* [DATA UNDER STUDY]
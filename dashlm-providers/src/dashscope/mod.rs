//! DashScope native API provider

mod config;
mod provider;


pub use config::DashScopeConfig;
pub use provider::DashScope;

* [WORK ITEM]
Retyping the whole listing exactly is the task here.

* [WRITTEN ANSWER]
filename dashlm-providers/src/dashscope/mod.rs
//! DashScope native API provider

mod config;
mod provider;


pub use config::DashScopeConfig;
pub use provider::DashScope;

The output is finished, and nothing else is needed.